_Your instructions:_ Working from the top of the records below, reproduce each line exactly, ending once you have written the line containing "fn start_download(&self, link: &str)".

_Recorded information:_
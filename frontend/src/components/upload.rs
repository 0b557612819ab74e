//! Video upload form.
//!
//! Renders the `videoForm` form, intercepts its submission and hands it
//! to an [`UploadController`] whose view is backed by this component's
//! signals.

use std::rc::Rc;

use leptos::*;
use wasm_bindgen::JsCast;
use web_sys::{File, FormData, SubmitEvent};

use crate::components::{ProgressBar, StatusMessage};
use crate::controller::{UploadController, View};
use crate::services::{trigger_download, XhrTransport};
use crate::{
    FormSnapshot, Notice, UploadProgress, UploadResult, ACCEPTED_FILE_TYPES, FIELD_FILE,
    FIELD_REMOVAL_INTERVAL, FIELD_SEGMENT_DURATION, FORM_ID, UNEXPECTED_ERROR_MESSAGE,
};

/// [`View`] writing into the form's signals.
#[derive(Clone, Copy)]
struct SignalView {
    set_notice: WriteSignal<Option<Notice>>,
    set_uploading: WriteSignal<bool>,
    set_progress: WriteSignal<UploadProgress>,
}

impl View for SignalView {
    fn hide_notice(&self) {
        self.set_notice.set(None);
    }

    fn show_notice(&self, notice: Notice) {
        self.set_notice.set(Some(notice));
    }

    fn show_progress(&self) {
        self.set_uploading.set(true);
    }

    fn set_progress(&self, progress: UploadProgress) {
        self.set_progress.set(progress);
    }

    fn hide_progress(&self) {
        self.set_uploading.set(false);
    }

    fn start_download(&self, link: &str) -> UploadResult<()> {
        trigger_download(link)
    }
}

/// Copy the fields the controller validates out of the form data.
fn snapshot_of(form: &FormData) -> FormSnapshot {
    let text = |name: &str| form.get(name).as_string().unwrap_or_default();
    // An empty file input still submits a nameless File.
    let file_name = form
        .get(FIELD_FILE)
        .dyn_into::<File>()
        .ok()
        .map(|file| file.name())
        .filter(|name| !name.is_empty());

    FormSnapshot {
        file_name,
        segment_duration: text(FIELD_SEGMENT_DURATION),
        removal_interval: text(FIELD_REMOVAL_INTERVAL),
    }
}

#[component]
pub fn UploadForm() -> impl IntoView {
    let (notice, set_notice) = create_signal(None::<Notice>);
    let (uploading, set_uploading) = create_signal(false);
    let (progress, set_progress) = create_signal(UploadProgress::START);

    let view_handle = SignalView {
        set_notice,
        set_uploading,
        set_progress,
    };
    let controller = Rc::new(UploadController::new(XhrTransport::default(), view_handle));
    let form_ref = create_node_ref::<html::Form>();

    let on_submit = move |ev: SubmitEvent| {
        ev.prevent_default();

        let Some(form) = form_ref.get() else {
            log::error!("Upload form is not mounted");
            return;
        };
        let payload = match FormData::new_with_form(&form) {
            Ok(payload) => payload,
            Err(e) => {
                log::error!("Failed to read form data: {:?}", e);
                view_handle.show_notice(Notice::error(UNEXPECTED_ERROR_MESSAGE));
                return;
            }
        };
        let snapshot = snapshot_of(&payload);

        log::info!("📤 Submitting {:?}", snapshot.file_name);
        let controller = Rc::clone(&controller);
        spawn_local(async move {
            let outcome = controller.handle_submit(snapshot, payload).await;
            log::debug!("Submission ended: {:?}", outcome);
        });
    };

    view! {
        <form
            id=FORM_ID
            class="video-form"
            enctype="multipart/form-data"
            node_ref=form_ref
            on:submit=on_submit
        >
            <label for=FIELD_FILE>"Vídeo"</label>
            <input
                type="file"
                id=FIELD_FILE
                name=FIELD_FILE
                accept=ACCEPTED_FILE_TYPES
                required=true
            />

            <label for=FIELD_SEGMENT_DURATION>"Duração de cada segmento (segundos)"</label>
            <input
                type="number"
                id=FIELD_SEGMENT_DURATION
                name=FIELD_SEGMENT_DURATION
                min="1"
                step="1"
                required=true
            />

            <label for=FIELD_REMOVAL_INTERVAL>"Segundos removidos do fim de cada segmento"</label>
            <input
                type="number"
                id=FIELD_REMOVAL_INTERVAL
                name=FIELD_REMOVAL_INTERVAL
                min="0"
                step="1"
                required=true
            />

            <button type="submit" class="upload-button" disabled=move || uploading.get()>
                {move || if uploading.get() { "⏳ Enviando..." } else { "Cortar vídeo" }}
            </button>

            <ProgressBar visible=uploading progress=progress/>
        </form>

        <StatusMessage notice=notice/>
    }
}
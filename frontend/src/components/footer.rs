//! Footer component

use leptos::*;

#[component]
pub fn Footer() -> impl IntoView {
    view! {
        <footer>
            <div>"Formatos aceitos: MP4, MOV, AVI, MKV"</div>
            <div class="footer-note">
                "Powered by " <span class="rust-badge">"🦀 Rust + Leptos"</span>
            </div>
        </footer>
    }
}
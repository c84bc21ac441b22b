use std::collections::HashMap;

use crate::model::BlockRecord;

/// Grouping key for records that carry no `parent_id`.
pub const NO_PARENT: &str = "__no_parent__";

/// Direct children of every parent id observed in a page's record set, each
/// group sorted ascending by `order`. Equal orders keep input sequence.
#[derive(Debug, Default)]
pub struct ChildIndex<'a> {
    groups: HashMap<&'a str, Vec<&'a BlockRecord>>,
    len: usize,
}

impl<'a> ChildIndex<'a> {
    pub fn build(records: &'a [BlockRecord]) -> Self {
        let mut groups: HashMap<&'a str, Vec<&'a BlockRecord>> = HashMap::new();
        let mut len = 0;

        for record in records.iter().filter(|r| !r.archived) {
            let key = record.parent_id.as_deref().unwrap_or(NO_PARENT);
            groups.entry(key).or_default().push(record);
            len += 1;
        }

        // sort_by_key is stable
        for children in groups.values_mut() {
            children.sort_by_key(|r| r.order);
        }

        Self { groups, len }
    }

    pub fn children_of(&self, parent_id: &str) -> &[&'a BlockRecord] {
        self.groups
            .get(parent_id)
            .map(Vec::as_slice)
            .unwrap_or(&[])
    }

    /// Records with no parent at all.
    pub fn roots(&self) -> &[&'a BlockRecord] {
        self.children_of(NO_PARENT)
    }

    pub fn has_children(&self, parent_id: &str) -> bool {
        !self.children_of(parent_id).is_empty()
    }

    pub fn parent_keys(&self) -> impl Iterator<Item = &str> + '_ {
        self.groups.keys().copied()
    }

    /// Number of indexed (non-archived) records.
    pub fn len(&self) -> usize {
        self.len
    }

    pub fn is_empty(&self) -> bool {
        self.len == 0
    }
}
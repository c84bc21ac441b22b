//! Save tests: editor node graph -> block records.

#[cfg(test)]
mod tests {
    use crate::config::BridgeConfig;
    use crate::error::BridgeError;
    use crate::model::{BlockProps, BlockRecord, EditorNode, EditorNodeGraph, NodeType};
    use crate::save::serialized_nodes_to_blocks;
    use assert_matches::assert_matches;
    use serde_json::{json, Map};

    fn config() -> BridgeConfig {
        BridgeConfig::default()
    }

    fn node(block_type: &str, block_id: Option<&str>, parent: Option<&str>, nodes: &[&str]) -> EditorNode {
        EditorNode {
            node_type: NodeType {
                resolved_name: "Block".to_string(),
            },
            is_canvas: false,
            props: BlockProps {
                block_type: block_type.to_string(),
                name: String::new(),
                block_id: block_id.map(str::to_string),
                ..BlockProps::default()
            },
            display_name: block_type.to_string(),
            parent: parent.map(str::to_string),
            nodes: nodes.iter().map(|n| n.to_string()).collect(),
            linked_nodes: Default::default(),
            hidden: false,
            custom: Map::new(),
        }
    }

    /// ROOT (blk-42) -> [a -> [a1], b]
    fn graph() -> EditorNodeGraph {
        let mut graph = EditorNodeGraph::new();
        graph.insert("ROOT", node("container", Some("blk-42"), None, &["a", "b"]));
        graph.insert("a", node("section", Some("a"), Some("ROOT"), &["a1"]));
        graph.insert("a1", node("text", Some("a1"), Some("a"), &[]));
        graph.insert("b", node("image", Some("b"), Some("ROOT"), &[]));
        graph
    }

    fn save(graph: &EditorNodeGraph) -> Vec<BlockRecord> {
        serialized_nodes_to_blocks(graph, "p1", "blk-42", &config()).unwrap()
    }

    // ═══════════════════════════════════════════════════════════════════════════════
    // ROOT HANDLING
    // ═══════════════════════════════════════════════════════════════════════════════

    #[test]
    fn test_missing_root_key_saves_nothing() {
        let graph = graph();
        let mut without_root = EditorNodeGraph::new();
        for key in ["a", "a1", "b"] {
            without_root.insert(key, graph.get(key).unwrap().clone());
        }
        let records = serialized_nodes_to_blocks(&without_root, "p1", "missing", &config()).unwrap();
        assert!(records.is_empty());
    }

    #[test]
    fn test_empty_text_graph_saves_nothing() {
        let records = serialized_nodes_to_blocks("{}", "p1", "missing", &config()).unwrap();
        assert!(records.is_empty());
    }

    #[test]
    fn test_root_maps_to_root_block_id() {
        let records = save(&graph());
        let root = &records[0];
        assert_eq!(root.id, "blk-42");
        assert_eq!(root.parent_id, None);
        assert_eq!(root.page_id.as_deref(), Some("p1"));
        assert_eq!(records[1].parent_id.as_deref(), Some("blk-42"));
        assert_eq!(records[3].parent_id.as_deref(), Some("blk-42"));
    }

    #[test]
    fn test_root_block_id_argument_wins_over_props() {
        let records = serialized_nodes_to_blocks(&graph(), "p1", "other-root", &config()).unwrap();
        assert_eq!(records[0].id, "other-root");
        assert_eq!(records[1].parent_id.as_deref(), Some("other-root"));
    }

    #[test]
    fn test_only_root_carries_page_id() {
        let records = save(&graph());
        assert!(records[1..].iter().all(|r| r.page_id.is_none()));
    }

    #[test]
    fn test_root_type_falls_back_to_custom() {
        let mut graph = graph();
        let root = graph.get_mut("ROOT").unwrap();
        root.props.block_type = String::new();
        root.custom
            .insert("originalBlockType".to_string(), json!("section"));
        let records = save(&graph);
        assert_eq!(records[0].block_type, "section");
        assert_eq!(records[0].name, "section");
    }

    // ═══════════════════════════════════════════════════════════════════════════════
    // ORDER & STRUCTURE
    // ═══════════════════════════════════════════════════════════════════════════════

    #[test]
    fn test_preorder_emission() {
        let ids: Vec<String> = save(&graph()).into_iter().map(|r| r.id).collect();
        assert_eq!(ids, vec!["blk-42", "a", "a1", "b"]);
    }

    #[test]
    fn test_global_monotonic_order() {
        let records = save(&graph());
        let orders: Vec<i64> = records.iter().map(|r| r.order).collect();
        assert_eq!(orders, vec![0, 1, 2, 3]);
    }

    #[test]
    fn test_order_start_configurable() {
        let mut config = config();
        config.order_start = 10;
        let records = serialized_nodes_to_blocks(&graph(), "p1", "blk-42", &config).unwrap();
        let orders: Vec<i64> = records.iter().map(|r| r.order).collect();
        assert_eq!(orders, vec![10, 11, 12, 13]);
    }

    #[test]
    fn test_children_regenerated_from_nodes() {
        let records = save(&graph());
        assert_eq!(
            records[0].children,
            Some(vec!["a".to_string(), "b".to_string()])
        );
        assert_eq!(records[1].children, Some(vec!["a1".to_string()]));
        assert_eq!(records[2].children, Some(vec![]));
    }

    #[test]
    fn test_block_id_used_for_id_and_children() {
        let mut graph = graph();
        graph.get_mut("b").unwrap().props.block_id = Some("persisted-b".to_string());
        let records = save(&graph);
        assert_eq!(records[3].id, "persisted-b");
        assert_eq!(
            records[0].children,
            Some(vec!["a".to_string(), "persisted-b".to_string()])
        );
    }

    #[test]
    fn test_parent_id_matches_parent_block_id() {
        let mut graph = EditorNodeGraph::new();
        graph.insert("ROOT", node("container", Some("r"), None, &["k1"]));
        graph.insert("k1", node("section", Some("b1"), Some("ROOT"), &["k2"]));
        graph.insert("k2", node("text", Some("b2"), Some("k1"), &[]));
        let records = serialized_nodes_to_blocks(&graph, "p1", "r", &config()).unwrap();
        assert_eq!(records[1].id, "b1");
        assert_eq!(records[1].children, Some(vec!["b2".to_string()]));
        assert_eq!(records[2].id, "b2");
        assert_eq!(records[2].parent_id.as_deref(), Some("b1"));
    }

    #[test]
    fn test_missing_block_id_falls_back_to_key() {
        let mut graph = graph();
        graph.get_mut("a1").unwrap().props.block_id = None;
        graph.get_mut("b").unwrap().props.block_id = Some(String::new());
        let records = save(&graph);
        assert_eq!(records[2].id, "a1");
        assert_eq!(records[3].id, "b");
    }

    #[test]
    fn test_dangling_child_skipped() {
        let mut graph = graph();
        graph.get_mut("a").unwrap().nodes.push("ghost".to_string());
        let records = save(&graph);
        assert_eq!(records.len(), 4);
        assert_eq!(records[1].children, Some(vec!["a1".to_string()]));
    }

    #[test]
    fn test_node_listed_twice_is_emitted_twice() {
        let mut graph = graph();
        graph.get_mut("b").unwrap().nodes.push("a1".to_string());
        let records = save(&graph);
        let copies: Vec<&BlockRecord> = records.iter().filter(|r| r.id == "a1").collect();
        assert_eq!(copies.len(), 2);
        assert_eq!(copies[0].parent_id.as_deref(), Some("a"));
        assert_eq!(copies[1].parent_id.as_deref(), Some("b"));
        assert_eq!(records.last().unwrap().order, 4);
    }

    #[test]
    fn test_cycle_does_not_recurse() {
        let mut graph = graph();
        graph.get_mut("a1").unwrap().nodes.push("a".to_string());
        graph.get_mut("b").unwrap().nodes.push("ROOT".to_string());
        let records = save(&graph);
        assert_eq!(records.len(), 4);
        assert_eq!(records[2].children, Some(vec![]));
        assert_eq!(records[3].children, Some(vec![]));
    }

    #[test]
    fn test_unlisted_nodes_not_saved() {
        let mut graph = graph();
        graph.insert("floating", node("text", Some("floating"), Some("ROOT"), &[]));
        let records = save(&graph);
        assert!(records.iter().all(|r| r.id != "floating"));
    }

    // ═══════════════════════════════════════════════════════════════════════════════
    // PAYLOAD
    // ═══════════════════════════════════════════════════════════════════════════════

    #[test]
    fn test_text_written_back_over_properties() {
        let mut graph = graph();
        let props = &mut graph.get_mut("a1").unwrap().props;
        props
            .properties
            .insert("text".to_string(), json!("Hello"));
        props.text = Some("Goodbye".to_string());
        let records = save(&graph);
        assert_eq!(records[2].properties.get("text"), Some(&json!("Goodbye")));
    }

    #[test]
    fn test_unchanged_mirror_keeps_non_string_text() {
        let mut graph = graph();
        let props = &mut graph.get_mut("a1").unwrap().props;
        props.properties.insert("text".to_string(), json!(42));
        props.text = Some("42".to_string());
        let records = save(&graph);
        assert_eq!(records[2].properties.get("text"), Some(&json!(42)));
    }

    #[test]
    fn test_edited_mirror_replaces_non_string_text() {
        let mut graph = graph();
        let props = &mut graph.get_mut("a1").unwrap().props;
        props.properties.insert("text".to_string(), json!(42));
        props.text = Some("43".to_string());
        let records = save(&graph);
        assert_eq!(records[2].properties.get("text"), Some(&json!("43")));
    }

    #[test]
    fn test_text_added_when_properties_lack_it() {
        let mut graph = graph();
        graph.get_mut("b").unwrap().props.text = Some("caption".to_string());
        let records = save(&graph);
        assert_eq!(records[3].properties.get("text"), Some(&json!("caption")));
    }

    #[test]
    fn test_properties_untouched_without_text() {
        let mut graph = graph();
        graph
            .get_mut("a1")
            .unwrap()
            .props
            .properties
            .insert("src".to_string(), json!("/img.png"));
        let records = save(&graph);
        assert_eq!(records[2].properties.get("text"), None);
        assert_eq!(records[2].properties.get("src"), Some(&json!("/img.png")));
    }

    #[test]
    fn test_name_defaults_and_archived_false() {
        let records = save(&graph());
        assert_eq!(records[1].name, "section");
        assert!(records.iter().all(|r| !r.archived));
    }

    // ═══════════════════════════════════════════════════════════════════════════════
    // TEXT INPUT
    // ═══════════════════════════════════════════════════════════════════════════════

    #[test]
    fn test_text_input_matches_graph_input() {
        let graph = graph();
        let text = graph.to_json_string().unwrap();
        let from_text = serialized_nodes_to_blocks(&text, "p1", "blk-42", &config()).unwrap();
        assert_eq!(from_text, save(&graph));
    }

    #[test]
    fn test_text_input_with_canvas_shape() {
        let text = r#"{
            "ROOT": {
                "type": { "resolvedName": "Block" },
                "isCanvas": true,
                "props": { "blockType": "container", "blockId": "r1" },
                "displayName": "container",
                "parent": null,
                "nodes": ["t1"],
                "linkedNodes": {},
                "hidden": false,
                "custom": {}
            },
            "t1": {
                "type": { "resolvedName": "Block" },
                "props": { "blockType": "text", "blockId": "t1", "text": "Hi",
                           "styles": { "fontSize": 14, "color": "red", "bold": true } },
                "parent": "ROOT",
                "nodes": []
            }
        }"#;
        let records = serialized_nodes_to_blocks(text, "home", "r1", &config()).unwrap();
        assert_eq!(records.len(), 2);
        assert_eq!(records[1].parent_id.as_deref(), Some("r1"));
        assert_eq!(records[1].properties.get("text"), Some(&json!("Hi")));
        assert_eq!(records[1].styles.len(), 3);
    }

    #[test]
    fn test_malformed_text_is_error() {
        let err = serialized_nodes_to_blocks("{ not json", "p1", "r", &config()).unwrap_err();
        assert_matches!(err, BridgeError::Parse(_));

        let err = serialized_nodes_to_blocks("[1, 2, 3]", "p1", "r", &config()).unwrap_err();
        assert_matches!(err, BridgeError::Parse(_));
    }
}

_Written answer:_
filename frontend/src/components/upload.rs
repository 0b557612819ab74e
//! Video upload form.
//!
//! Renders the `videoForm` form, intercepts its submission and hands it
//! to an [`UploadController`] whose view is backed by this component's
//! signals.

use std::rc::Rc;

use leptos::*;
use wasm_bindgen::JsCast;
use web_sys::{File, FormData, SubmitEvent};

use crate::components::{ProgressBar, StatusMessage};
use crate::controller::{UploadController, View};
use crate::services::{trigger_download, XhrTransport};
use crate::{
    FormSnapshot, Notice, UploadProgress, UploadResult, ACCEPTED_FILE_TYPES, FIELD_FILE,
    FIELD_REMOVAL_INTERVAL, FIELD_SEGMENT_DURATION, FORM_ID, UNEXPECTED_ERROR_MESSAGE,
};

/// [`View`] writing into the form's signals.
#[derive(Clone, Copy)]
struct SignalView {
    set_notice: WriteSignal<Option<Notice>>,
    set_uploading: WriteSignal<bool>,
    set_progress: WriteSignal<UploadProgress>,
}

impl View for SignalView {
    fn hide_notice(&self) {
        self.set_notice.set(None);
    }

    fn show_notice(&self, notice: Notice) {
        self.set_notice.set(Some(notice));
    }

    fn show_progress(&self) {
        self.set_uploading.set(true);
    }

    fn set_progress(&self, progress: UploadProgress) {
        self.set_progress.set(progress);
    }

    fn hide_progress(&self) {
        self.set_uploading.set(false);
    }

    fn start_download(&self, link: &str) -> UploadResult<()> {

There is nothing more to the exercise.